Wednesday, November 26, 2008

Dennis Berman's Bad Banking Idea In Yeseterday's WSJ

Dennis Berman, a writer for the Wall Street Journal, typically pens thoughtful, well-reasoned articles. A search of his name on this blog will provide several mentions, most notably this post on his excellent editorial concerning online social networking websites, here, from September of last year. When Berman and I agree, which is more rather than less often, he's usually confirming my earlier insights and conclusions.

Berman's piece in yesterday's Journal is an unusual exception. Entitled, "One Cure for Financial Mistrust: Create New Banks," is one of the worst columns I've ever read. By anyone. Frankly, coming from Berman, I am shocked. Here are the salient portions of his article,

"The financial system is in tatters. It is time to build from scratch.
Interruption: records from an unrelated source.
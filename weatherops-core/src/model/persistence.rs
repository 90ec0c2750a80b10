//! Persistence baseline: tomorrow looks like today.

use serde::{Deserialize, Serialize};

use super::regressor::Regressor;
use super::trainer::TrainingError;
use crate::features::lag_column_name;

/// Predicts the target's most recent observed value (its lag-1 column).
#[derive(Debug, Clone, Serialize, Deserialize)]
pub struct PersistenceRegressor {
    source: String,
    index: Option<usize>,
}

impl PersistenceRegressor {
    pub fn new(target: &str) -> Self {
        Self {
            source: lag_column_name(target, 1),
            index: None,
        }
    }

    /// Name of the feature this baseline repeats.
    pub fn source(&self) -> &str {
        &self.source
    }
}

impl Regressor for PersistenceRegressor {
    fn name(&self) -> &str {
        "persistence"
    }

    fn fit(&mut self, feature_names: &[String], _x: &[Vec<f64>], _y: &[f64]) -> Result<(), TrainingError> {
        let index = feature_names
            .iter()
            .position(|f| *f == self.source)
            .ok_or_else(|| TrainingError::MissingFeature(self.source.clone()))?;
        self.index = Some(index);
        Ok(())
    }

    fn predict(&self, row: &[f64]) -> Result<f64, TrainingError> {
        let index = self.index.ok_or(TrainingError::NotFitted)?;
        row.get(index).copied().ok_or(TrainingError::DimensionMismatch {
            expected: index + 1,
            got: row.len(),
        })
    }
}

#[cfg(test)]
mod tests {
    use super::*;

    #[test]
    fn repeats_lag_one() {
        let mut p = PersistenceRegressor::new("avg_temp");
        let names = vec!["min_temp".to_string(), "avg_temp_t-1".to_string()];
        p.fit(&names, &[], &[]).unwrap();
        assert_eq!(p.predict(&[3.0, 27.5]).unwrap(), 27.5);
    }

    #[test]
    fn requires_lag_one_feature() {
        let mut p = PersistenceRegressor::new("avg_temp");
        let err = p.fit(&["min_temp".to_string()], &[], &[]).unwrap_err();
        assert!(matches!(err, TrainingError::MissingFeature(ref f) if f == "avg_temp_t-1"));
    }

    #[test]
    fn unfitted_predict_fails() {
        let p = PersistenceRegressor::new("avg_temp");
        assert!(matches!(p.predict(&[1.0]), Err(TrainingError::NotFitted)));
    }
}
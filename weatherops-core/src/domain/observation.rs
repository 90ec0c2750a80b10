//! A single daily weather observation.
//!
//! Every measurement is nullable: gaps are resolved later by the cleaner, never
//! at ingestion time. Columns outside the required set (snow depth, wind
//! direction, pressure, ...) ride along in `extra` so the raw store stays a
//! faithful copy of what was uploaded.

use chrono::NaiveDate;
use serde::{Deserialize, Serialize};
use std::collections::BTreeMap;

pub const TIMESTAMP: &str = "timestamp";
pub const AVG_TEMP: &str = "avg_temp";
pub const MIN_TEMP: &str = "min_temp";
pub const MAX_TEMP: &str = "max_temp";
pub const PRECIPITATION: &str = "precipitation";
pub const WIND_SPEED: &str = "wind_speed";

/// Columns every upload must carry, in canonical order.
pub const REQUIRED_COLUMNS: [&str; 6] = [
    TIMESTAMP,
    AVG_TEMP,
    MIN_TEMP,
    MAX_TEMP,
    PRECIPITATION,
    WIND_SPEED,
];

/// Measurement columns of the required set (everything but the timestamp).
pub const MEASUREMENT_COLUMNS: [&str; 5] = [AVG_TEMP, MIN_TEMP, MAX_TEMP, PRECIPITATION, WIND_SPEED];

pub const TEMPERATURE_COLUMNS: [&str; 3] = [AVG_TEMP, MIN_TEMP, MAX_TEMP];

/// One row of the time series, keyed by `timestamp`.
#[derive(Debug, Clone, PartialEq, Serialize, Deserialize)]
pub struct Observation {
    pub timestamp: NaiveDate,
    pub avg_temp: Option<f64>,
    pub min_temp: Option<f64>,
    pub max_temp: Option<f64>,
    pub precipitation: Option<f64>,
    pub wind_speed: Option<f64>,
    /// Non-required numeric columns, keyed by column name.
    #[serde(default)]
    pub extra: BTreeMap<String, Option<f64>>,
}

impl Observation {
    /// An observation with every measurement missing.
    pub fn empty(timestamp: NaiveDate) -> Self {
        Self {
            timestamp,
            avg_temp: None,
            min_temp: None,
            max_temp: None,
            precipitation: None,
            wind_speed: None,
            extra: BTreeMap::new(),
        }
    }

    /// Look up a measurement by canonical column name.
    ///
    /// Returns `None` both for unknown columns and for null values.
    pub fn value(&self, column: &str) -> Option<f64> {
        match column {
            AVG_TEMP => self.avg_temp,
            MIN_TEMP => self.min_temp,
            MAX_TEMP => self.max_temp,
            PRECIPITATION => self.precipitation,
            WIND_SPEED => self.wind_speed,
            other => self.extra.get(other).copied().flatten(),
        }
    }

    /// Set a measurement by column name. Unknown names land in `extra`.
    pub fn set_value(&mut self, column: &str, value: Option<f64>) {
        match column {
            AVG_TEMP => self.avg_temp = value,
            MIN_TEMP => self.min_temp = value,
            MAX_TEMP => self.max_temp = value,
            PRECIPITATION => self.precipitation = value,
            WIND_SPEED => self.wind_speed = value,
            other => {
                self.extra.insert(other.to_string(), value);
            }
        }
    }
}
One provocative, and perhaps inevitable, path is for the government to directly fund the formation of new banks. It could give incentives to private investors to form banks free from the taint of the old economic order.


The benefits of new banks are immediate. They could begin lending at once, freed from the worries of coming write-offs and off-balance-sheet shenanigans that have paralyzed Citigroup and others. They also would represent a psychological turning point, separating the future from our current period of panic. It is the kind of step that seems custom-made for President-elect Obama.
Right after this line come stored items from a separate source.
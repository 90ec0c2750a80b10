//! Ridge regression over standardized features.
//!
//! Each feature is centered and scaled by its training mean and standard
//! deviation, the target is centered, and the coefficients solve
//!
//! ```text
//! (ZᵀZ + αI) w = Zᵀ(y - ȳ)
//! ```
//!
//! by Gaussian elimination with partial pivoting. Constant features get a
//! unit scale and contribute nothing. Fitting is closed-form and
//! deterministic.

use serde::{Deserialize, Serialize};

use super::regressor::Regressor;
use super::trainer::TrainingError;

const PIVOT_EPSILON: f64 = 1e-12;

#[derive(Debug, Clone, Serialize, Deserialize)]
pub struct RidgeRegressor {
    alpha: f64,
    means: Vec<f64>,
    scales: Vec<f64>,
    weights: Vec<f64>,
    intercept: f64,
    fitted: bool,
}

impl Default for RidgeRegressor {
    fn default() -> Self {
        Self::new(1.0)
    }
}

impl RidgeRegressor {
    pub fn new(alpha: f64) -> Self {
        Self {
            alpha,
            means: Vec::new(),
            scales: Vec::new(),
            weights: Vec::new(),
            intercept: 0.0,
            fitted: false,
        }
    }

    pub fn alpha(&self) -> f64 {
        self.alpha
    }

    /// Coefficients in standardized feature space.
    pub fn weights(&self) -> &[f64] {
        &self.weights
    }

    pub fn intercept(&self) -> f64 {
        self.intercept
    }
}

impl Regressor for RidgeRegressor {
    fn name(&self) -> &str {
        "ridge"
    }

    fn fit(&mut self, feature_names: &[String], x: &[Vec<f64>], y: &[f64]) -> Result<(), TrainingError> {
        let p = feature_names.len();
        let n = x.len();
        if p == 0 {
            return Err(TrainingError::NoFeatures);
        }
        if n == 0 || n != y.len() {
            return Err(TrainingError::DimensionMismatch { expected: n, got: y.len() });
        }
        if let Some(bad) = x.iter().find(|row| row.len() != p) {
            return Err(TrainingError::DimensionMismatch { expected: p, got: bad.len() });
        }
        if !(self.alpha >= 0.0 && self.alpha.is_finite()) {
            return Err(TrainingError::InvalidParameter(format!("ridge alpha {}", self.alpha)));
        }

        let nf = n as f64;
        let means: Vec<f64> = (0..p).map(|j| x.iter().map(|r| r[j]).sum::<f64>() / nf).collect();
        let scales: Vec<f64> = (0..p)
            .map(|j| {
                let var = x.iter().map(|r| (r[j] - means[j]).powi(2)).sum::<f64>() / nf;
                let sd = var.sqrt();
                if sd > PIVOT_EPSILON {
                    sd
                } else {
                    1.0
                }
            })
            .collect();
        let z: Vec<Vec<f64>> = x
            .iter()
            .map(|r| (0..p).map(|j| (r[j] - means[j]) / scales[j]).collect())
            .collect();

        let y_mean = y.iter().sum::<f64>() / nf;
        let yc: Vec<f64> = y.iter().map(|v| v - y_mean).collect();

        let mut gram = vec![vec![0.0; p]; p];
        let mut rhs = vec![0.0; p];
        for (row, target) in z.iter().zip(&yc) {
            for i in 0..p {
                rhs[i] += row[i] * target;
                for j in i..p {
                    gram[i][j] += row[i] * row[j];
                }
            }
        }
        for i in 0..p {
            for j in 0..i {
                gram[i][j] = gram[j][i];
            }
            gram[i][i] += self.alpha;
        }

        let weights = solve(gram, rhs).ok_or(TrainingError::Singular)?;

        self.means = means;
        self.scales = scales;
        self.weights = weights;
        self.intercept = y_mean;
        self.fitted = true;
        Ok(())
    }

    fn predict(&self, row: &[f64]) -> Result<f64, TrainingError> {
        if !self.fitted {
            return Err(TrainingError::NotFitted);
        }
        if row.len() != self.weights.len() {
            return Err(TrainingError::DimensionMismatch {
                expected: self.weights.len(),
                got: row.len(),
            });
        }
        let value = row
            .iter()
            .zip(&self.means)
            .zip(&self.scales)
            .zip(&self.weights)
            .map(|(((x, m), s), w)| w * (x - m) / s)
            .sum::<f64>()
            + self.intercept;
        Ok(value)
    }
}

/// Solve `a · x = b` in place. `None` when `a` is singular.
fn solve(mut a: Vec<Vec<f64>>, mut b: Vec<f64>) -> Option<Vec<f64>> {
    let n = b.len();
    for col in 0..n {
        let pivot = (col..n).max_by(|&i, &j| a[i][col].abs().total_cmp(&a[j][col].abs()))?;
        if a[pivot][col].abs() < PIVOT_EPSILON {
            return None;
        }
        a.swap(col, pivot);
        b.swap(col, pivot);

        let pivot_row = a[col].clone();
        let pivot_b = b[col];
        for row in col + 1..n {
            let factor = a[row][col] / pivot_row[col];
            if factor == 0.0 {
                continue;
            }
            for (k, pivot_value) in pivot_row.iter().enumerate().skip(col) {
                a[row][k] -= factor * pivot_value;
            }
            b[row] -= factor * pivot_b;
        }
    }

    let mut x = vec![0.0; n];
    for row in (0..n).rev() {
        let tail: f64 = (row + 1..n).map(|k| a[row][k] * x[k]).sum();
        x[row] = (b[row] - tail) / a[row][row];
    }
    Some(x)
}
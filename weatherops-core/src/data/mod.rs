//! Observation ingestion, persistence and fetching

pub mod frame;
pub mod ingest;
pub mod open_meteo;
pub mod provider;
pub mod schema;
pub mod store;

pub use ingest::{ingest_csv, observations_from_frame, validate_non_negative};
pub use open_meteo::{OpenMeteoProvider, OpenMeteoSettings};
pub use provider::{DataError, DataSource, FetchResult, ObservationProvider};
pub use schema::{ObservationSchema, SchemaError};
pub use store::{merge, MergeOutcome, ObservationStore, StoreLock};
"What we need are new bankers, not new banks," says economic historian Richard Sylla of New York University.

It would, of course, be impossible to instantly duplicate the deposit base and infrastructure of large banks such as Citi or Bank of America. A new bank -- let's call it Hamilton Bank -- could take as long as a year to get off the ground, say bankers.
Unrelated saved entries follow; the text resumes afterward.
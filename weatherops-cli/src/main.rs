//! WeatherOps CLI: ingestion, pipeline and forecast commands.
//!
//! Commands:
//! - `ingest`: merge an uploaded CSV into the store and retrain
//! - `fetch`: pull a date range from Open-Meteo, merge and retrain
//! - `pipeline`: run the primary/fallback pipeline over the current store
//! - `clean` / `train`: run one in-process stage
//! - `forecast`: recursive multi-day forecast, optionally exported as CSV
//! - `predict-manual`: forecast from manually entered recent temperatures
//! - `status`: store, artifact and metrics summary

use anyhow::{bail, Context, Result};
use chrono::NaiveDate;
use clap::{Parser, Subcommand};
use std::path::{Path, PathBuf};
use std::process::ExitCode;
use std::sync::Arc;
use tracing::info;
use tracing_subscriber::{layer::SubscriberExt, util::SubscriberInitExt};

use weatherops_core::data::OpenMeteoProvider;
use weatherops_core::model::{load_metrics, Metrics};
use weatherops_core::{CleanedTable, ForecastStep};
use weatherops_runner::{
    export_forecast_json, write_forecast_csv, ForecastService, InProcessStrategy, IngestReport,
    IngestService, PipelineObserver, PipelineOrchestrator, PipelineResult, PipelineStatus,
    TracingObserver, WeatherOpsConfig,
};

#[derive(Parser)]
#[command(
    name = "weatherops",
    about = "WeatherOps CLI: daily weather ingestion, training and recursive forecasting"
)]
struct Cli {
    /// Path to a TOML config file. Defaults apply when omitted.
    #[arg(long, global = true)]
    config: Option<PathBuf>,

    #[command(subcommand)]
    command: Commands,
}

#[derive(Subcommand)]
enum Commands {
    /// Merge an observation CSV into the store, then retrain.
    Ingest {
        /// CSV with timestamp, avg/min/max temperature, precipitation and wind speed.
        file: PathBuf,
    },
    /// Fetch observations from Open-Meteo, merge them, then retrain.
    Fetch {
        /// Start date (YYYY-MM-DD). Defaults to one year before --end.
        #[arg(long)]
        start: Option<String>,

        /// End date (YYYY-MM-DD). Defaults to yesterday.
        #[arg(long)]
        end: Option<String>,
    },
    /// Run the pipeline over the current store.
    Pipeline {
        /// Run even when the cleaned table and model are already present.
        #[arg(long, default_value_t = false)]
        force: bool,
    },
    /// Clean the stored observations in-process.
    Clean,
    /// Build features from the cleaned table and train in-process.
    Train,
    /// Forecast the next days from the cleaned table.
    Forecast {
        /// Number of days to forecast.
        #[arg(long, default_value_t = 3)]
        days: usize,

        /// Also write the forecast as CSV to this path.
        #[arg(long)]
        csv: Option<PathBuf>,

        /// Print JSON instead of a table.
        #[arg(long, default_value_t = false)]
        json: bool,
    },
    /// Predict tomorrow's average temperature from recent values, oldest first.
    PredictManual {
        #[arg(required = true, num_args = 1.., allow_negative_numbers = true)]
        values: Vec<f64>,
    },
    /// Show the store, artifacts and last training metrics.
    Status,
}

fn main() -> ExitCode {
    init_tracing();
    match run(Cli::parse()) {
        Ok(code) => code,
        Err(err) => {
            eprintln!("Error: {err:#}");
            ExitCode::FAILURE
        }
    }
}

fn init_tracing() {
    tracing_subscriber::registry()
        .with(tracing_subscriber::fmt::layer().with_writer(std::io::stderr))
        .with(
            tracing_subscriber::EnvFilter::try_from_default_env()
                .unwrap_or_else(|_| "weatherops_cli=info,weatherops_core=info,weatherops_runner=info".into()),
        )
        .init();
}

fn run(cli: Cli) -> Result<ExitCode> {
    let config = WeatherOpsConfig::load_or_default(cli.config.as_deref())
        .context("failed to load configuration")?;
    let observer: Arc<dyn PipelineObserver> = Arc::new(TracingObserver);
    info!(config = ?cli.config, store = %config.paths.raw_store.display(), "configuration loaded");

    match cli.command {
        Commands::Ingest { file } => {
            let report = IngestService::new(config, observer).ingest_file(&file)?;
            Ok(print_ingest(&report))
        }
        Commands::Fetch { start, end } => run_fetch(config, observer, start, end),
        Commands::Pipeline { force } => {
            let result = PipelineOrchestrator::from_config(&config, observer).run(force);
            print_pipeline(&result);
            Ok(exit_for(result.status))
        }
        Commands::Clean => {
            let table = InProcessStrategy::new(config.clone()).clean(observer.as_ref())?;
            println!(
                "Cleaned {} rows -> {}",
                table.height(),
                config.paths.cleaned_table.display()
            );
            Ok(ExitCode::SUCCESS)
        }
        Commands::Train => {
            let table = CleanedTable::load(&config.paths.cleaned_table).with_context(|| {
                format!(
                    "cannot read {}; run `weatherops clean` first",
                    config.paths.cleaned_table.display()
                )
            })?;
            let (_, metrics) = InProcessStrategy::new(config.clone()).train(&table, observer.as_ref())?;
            print_metrics(&metrics);
            println!("Model saved to: {}", config.paths.model.display());
            Ok(ExitCode::SUCCESS)
        }
        Commands::Forecast { days, csv, json } => {
            let forecast = ForecastService::new(config, observer).forecast(days)?;
            if json {
                println!("{}", export_forecast_json(&forecast.steps)?);
            } else {
                print_forecast(&forecast.steps);
            }
            if let Some(path) = csv {
                write_forecast_csv(&forecast.steps, &forecast.target, &path)?;
                info!(path = %path.display(), days = forecast.steps.len(), "forecast exported");
                println!("Forecast written to: {}", path.display());
            }
            Ok(ExitCode::SUCCESS)
        }
        Commands::PredictManual { values } => {
            let result = ForecastService::new(config, observer).manual(&values)?;
            println!(
                "Predicted average temperature: {:.2} °C  {} {}",
                result.value,
                result.description.icon(),
                result.description
            );
            if !result.filled.is_empty() {
                println!("Filled from history: {}", result.filled.join(", "));
            }
            Ok(ExitCode::SUCCESS)
        }
        Commands::Status => run_status(&config),
    }
}

fn run_fetch(
    config: WeatherOpsConfig,
    observer: Arc<dyn PipelineObserver>,
    start: Option<String>,
    end: Option<String>,
) -> Result<ExitCode> {
    let end_date = end
        .as_deref()
        .map(|s| NaiveDate::parse_from_str(s, "%Y-%m-%d"))
        .transpose()?
        .unwrap_or_else(|| chrono::Local::now().date_naive() - chrono::Duration::days(1));
    let start_date = start
        .as_deref()
        .map(|s| NaiveDate::parse_from_str(s, "%Y-%m-%d"))
        .transpose()?
        .unwrap_or_else(|| end_date - chrono::Duration::days(365));
    if start_date > end_date {
        bail!("--start {start_date} is after --end {end_date}");
    }

    let provider = OpenMeteoProvider::new(config.provider_settings())?;
    let report = IngestService::new(config, observer).fetch(&provider, start_date, end_date)?;
    Ok(print_ingest(&report))
}

fn run_status(config: &WeatherOpsConfig) -> Result<ExitCode> {
    let store = config.store();
    let observations = store.load()?;
    println!("Store:   {}", store.path().display());
    match (observations.first(), observations.last()) {
        (Some(first), Some(last)) => println!(
            "Rows:    {} ({} to {})",
            observations.len(),
            first.timestamp,
            last.timestamp
        ),
        _ => println!("Rows:    0"),
    }
    println!();
    for (label, path) in [
        ("Cleaned", &config.paths.cleaned_table),
        ("Model", &config.paths.model),
        ("Metrics", &config.paths.metrics),
    ] {
        println!("{label:<8} {} {}", presence(path), path.display());
    }
    if config.paths.metrics.is_file() {
        print_metrics(&load_metrics(&config.paths.metrics)?);
    }
    Ok(ExitCode::SUCCESS)
}

fn exit_for(status: PipelineStatus) -> ExitCode {
    match status {
        PipelineStatus::Success => ExitCode::SUCCESS,
        PipelineStatus::Partial | PipelineStatus::Failed => ExitCode::from(2),
    }
}

fn presence(path: &Path) -> &'static str {
    if path.is_file() {
        "[ok]     "
    } else {
        "[missing]"
    }
}

fn print_ingest(report: &IngestReport) -> ExitCode {
    println!(
        "Stored {} rows: {} added, {} replaced, {} total",
        report.merge.received, report.merge.added, report.merge.replaced, report.merge.total
    );
    print_pipeline(&report.pipeline);
    if report.is_warning() {
        println!("WARNING: {}", report.message);
    } else {
        println!("{}", report.message);
    }
    // Stored rows are never an error; only the pipeline outcome sets the code.
    exit_for(report.pipeline.status)
}

fn print_pipeline(result: &PipelineResult) {
    println!();
    println!("=== Pipeline ===");
    println!("Status:   {:?}", result.status);
    println!("Via:      {:?}", result.via);
    println!("Detail:   {}", result.detail);
    if let Some(err) = &result.primary_error {
        println!("Primary:  {err}");
    }
    if let Some(metrics) = &result.metrics {
        print_metrics(metrics);
    }
}

fn print_metrics(metrics: &Metrics) {
    println!();
    println!("--- Metrics ---");
    println!("Model:          {}", metrics.model);
    println!("MAE:            {:.2}", metrics.mae);
    println!("RMSE:           {:.2}", metrics.rmse);
    println!("Features:       {}", metrics.feature_count);
    println!(
        "Samples:        {} train / {} test",
        metrics.training_sample_count, metrics.test_sample_count
    );
    println!("Trained at:     {}", metrics.trained_at.format("%Y-%m-%d %H:%M:%S"));
}

fn print_forecast(steps: &[ForecastStep]) {
    println!();
    println!("{:<4} {:<12} {:>9}  {:<14}", "Day", "Date", "Avg °C", "Conditions");
    println!("{}", "-".repeat(44));
    for s in steps {
        println!(
            "{:<4} {:<12} {:>9.2}  {} {}",
            s.day,
            s.date,
            s.value,
            s.description.icon(),
            s.description
        );
    }
    println!();
}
And there would be plenty of room for Andrew Jackson-style worry about new institutions, especially leverage ratios and management. Perhaps the best path would be to start with two or three government grubstakes of $10 billion, with the hope that private investors would push the capital base to $50 billion each. Leveraging that at a conservative ratio of six or seven times would form a group of solid medium-size banks for attracting deposits. The next step would be to provide incentives to private investors -- with, say, dollar-for-dollar matching sums or tax credits -- to start their own institutions.

Strict deadlines would be necessary to get the banks started quickly. And much like its recent preferred-stock investments, the government would sell its bank stakes over time, eventually returning the banks to private hands."

There are, in my opinion, several serious errors of fact, analysis and judgment in Berman's piece.

Let's begin with the simplest one. It's not at all difficult to start a commercial bank. The sheer number of small and medium-sized banks currently existing, and the large number of financial service consulting and software firms is all the evidence you need to understand this point.

Perhaps the most time-consuming task in beginning a bank from scratch is common to all retail businesses; choosing a site, building the structure, hiring and training employees. Everything else can basically be outsourced and bought turnkey or off the shelf- software, hardware, furnishings, etc. This alone tells you our problem is too many undifferentiated, badly-run banks, not too few.

As for new banks being free of old, bad loans and other purchased toxic waste, new banks are far from necessary to achieve this end. Treasury just used the TARP on Monday to do this for Citigroup, backstopping $306B of asset value. Whether it is formally spun into a separate entity now, or not, hardly matters. What does matter is that the Federal government, as the representative of our entire society, has begun to take possession of hundreds of billions of dollars of questionable assets, the better to free the inept banks which ended up with these assets to continue business without the burdens of their prior, enormous mistakes.

But the most important reason why Berman's idea is flawed involves management. Look at the collapse of Wachovia, Washington Mutual, and Citigroup. These were highly-regarded, large, seemingly-unassailable commercial banks.

If asset concentrations of such size were, in fact, susceptible to inept (mis)management and poor leadership, where are we to magically find new, green executives now suddenly capable of doing a better job? And with taxpayer money, to boot?

If anything, you should worry that Berman's new, small banks will run into massive trouble as the senior executives hurry to grow their new institutions as quickly as possible. This is precisely what led to our current troubles.

Instead, we need, if anything, to simplify the existing banking structures, without government backing, or encourage further concentration of them, with explicit governmental ownership, heavier regulation, and effective conversion of them to financial utilities.

In neither case does Berman's vision of pristine, newly-minted banks run by mystery CEOs with sterling credentials, experience and qualifications, fit the needs of an effective future US banking system.